Bestechlichkeit ist nur eine Frage des Preises«, sagt eine alte Weisheit. In der Erwägung der These, dass wir letztlich alle korrupt sind, liegt eine Provokation, die zu einer Gedankenreise einlädt, bei der zu Beginn noch offenbleibt, wo wir landen werden und wie die Antwort lautet. Geschwind in eigener Sache mit durchaus banalen Beobachtungen angefangen: Im Alltag benutze ich meinen Professoren- und Doktortitel nicht, mir käme das angeberisch vor. Schließlich sind wir alle gleichermaßen Menschen und das Bestehen auf Distinktion ist arrogant. Doch wenn ich mich beim Facharzt erstmals anmelde, achte ich sorgfältig darauf, dass beide Titel in den Praxisunterlagen erscheinen.
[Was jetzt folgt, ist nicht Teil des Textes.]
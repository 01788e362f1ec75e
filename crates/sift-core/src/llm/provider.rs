use async_trait::async_trait;
use serde::{Deserialize, Serialize};
use thiserror::Error;
use tokio_util::sync::CancellationToken;

use super::usage::TokenUsage;

/// A single-shot, non-streaming completion request.
#[derive(Debug, Clone, Default, Serialize, Deserialize, PartialEq)]
pub struct CompletionRequest {
    pub prompt: String,
    #[serde(default, skip_serializing_if = "Option::is_none")]
    pub system: Option<String>,
    #[serde(default, skip_serializing_if = "Option::is_none")]
    pub model: Option<String>,
    #[serde(default, skip_serializing_if = "Option::is_none")]
    pub max_tokens: Option<u32>,
    #[serde(default, skip_serializing_if = "Option::is_none")]
    pub temperature: Option<f32>,
}

impl CompletionRequest {
    pub fn new(prompt: impl Into<String>) -> Self {
        Self {
            prompt: prompt.into(),
            ..Default::default()
        }
    }

    pub fn with_system(mut self, system: impl Into<String>) -> Self {
        self.system = Some(system.into());
        self
    }

    pub fn with_max_tokens(mut self, max_tokens: u32) -> Self {
        self.max_tokens = Some(max_tokens);
        self
    }
}

#[derive(Debug, Clone, Default, Serialize, Deserialize, PartialEq)]
pub struct CompletionResponse {
    pub content: String,
    #[serde(default)]
    pub usage: TokenUsage,
}

impl CompletionResponse {
    pub fn new(content: impl Into<String>) -> Self {
        Self {
            content: content.into(),
            usage: TokenUsage::default(),
        }
    }
}

/// The completion call could not produce text.
#[derive(Error, Debug)]
pub enum ProviderError {
    #[error("Completion cancelled")]
    Cancelled,

    #[error("Transport error: {0}")]
    Transport(String),

    #[error("IO error: {0}")]
    Io(#[from] std::io::Error),
}

/// The LLM completion capability. Any backend that turns one request into
/// one response (or an error) can be plugged in here.
///
/// Implementations own transport concerns: HTTP, auth, retry and backoff.
#[async_trait]
pub trait CompletionProvider: Send + Sync {
    async fn complete(
        &self,
        request: CompletionRequest,
    ) -> Result<CompletionResponse, ProviderError>;
}

/// Run `provider.complete` under `cancel`.
///
/// An already-cancelled token fails immediately without calling the provider.
/// A token cancelled mid-flight drops the in-flight call and fails the same way.
pub async fn complete_cancellable(
    provider: &dyn CompletionProvider,
    cancel: &CancellationToken,
    request: CompletionRequest,
) -> Result<CompletionResponse, ProviderError> {
    if cancel.is_cancelled() {
        return Err(ProviderError::Cancelled);
    }
    tokio::select! {
        biased;
        _ = cancel.cancelled() => Err(ProviderError::Cancelled),
        result = provider.complete(request) => result,
    }
}
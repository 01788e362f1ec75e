use serde::{Deserialize, Serialize};

/// Relationship kinds between beads. Only `Blocks` is graph-constrained
/// (must stay acyclic); the other two are annotations.
#[derive(Debug, Clone, Copy, PartialEq, Eq, Hash, Serialize, Deserialize)]
#[serde(rename_all = "kebab-case")]
pub enum DependencyType {
    Blocks,
    Parent,
    RelatesTo,
}

impl DependencyType {
    /// Parse the wire name. Unknown names yield `None`.
    pub fn parse(s: &str) -> Option<Self> {
        match s.trim() {
            "blocks" => Some(Self::Blocks),
            "parent" => Some(Self::Parent),
            "relates-to" => Some(Self::RelatesTo),
            _ => None,
        }
    }

    pub fn as_str(&self) -> &'static str {
        match self {
            Self::Blocks => "blocks",
            Self::Parent => "parent",
            Self::RelatesTo => "relates-to",
        }
    }
}

impl std::fmt::Display for DependencyType {
    fn fmt(&self, f: &mut std::fmt::Formatter<'_>) -> std::fmt::Result {
        f.write_str(self.as_str())
    }
}

/// A typed edge between two stable bead IDs.
#[derive(Debug, Clone, Serialize, Deserialize, PartialEq)]
pub struct BeadDependency {
    pub from_id: String,
    pub to_id: String,
    #[serde(rename = "type")]
    pub dep_type: DependencyType,
    pub confidence: f64,
}

#[cfg(test)]
mod tests {
    use super::*;

    #[test]
    fn test_parse_known_types() {
        assert_eq!(DependencyType::parse("blocks"), Some(DependencyType::Blocks));
        assert_eq!(DependencyType::parse("parent"), Some(DependencyType::Parent));
        assert_eq!(
            DependencyType::parse(" relates-to "),
            Some(DependencyType::RelatesTo)
        );
        assert_eq!(DependencyType::parse("duplicates"), None);
        assert_eq!(DependencyType::parse(""), None);
    }

    #[test]
    fn test_wire_names_match_parse() {
        for t in [
            DependencyType::Blocks,
            DependencyType::Parent,
            DependencyType::RelatesTo,
        ] {
            let json = serde_json::to_string(&t).unwrap();
            assert_eq!(json, format!("\"{}\"", t.as_str()));
            assert_eq!(DependencyType::parse(t.as_str()), Some(t));
        }
    }
}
Was verspreche ich mir davon? Im Zweifelsfall doch wohl eine aufmerksamere Behandlung. Ist das korrupt? Oder müsste, um diese Charakterisierung zu rechtfertigen, zusätzlich Geld fließen? Wie damals, als ich zu Zeiten des Sozialismus in Budapest nur mit einem Geldschein, vorab still auf den Anmeldetresen gelegt, ein freies Hotelzimmer ergattern konnte.
Bei sich selbst loslegen im Nachdenken über Korruption heißt möglicherweise auf Verfehlungen zu stoßen, aber auch selbst bewertend Stellung zu nehmen zur beobachteten und erlebten Bestechlichkeit in der Welt. Dabei mag Philosophie, als Einübung in Nachdenklichkeit6, helfen; sie stellt jedoch zugleich für die Frage nach Korruptheit einen ersten zu betrachtenden Gegenstand dar. Wenn nämlich Gedanken genauso wie Menschen und deren Taten korrupt sein können, dann auch die Disziplin, die mich prägt.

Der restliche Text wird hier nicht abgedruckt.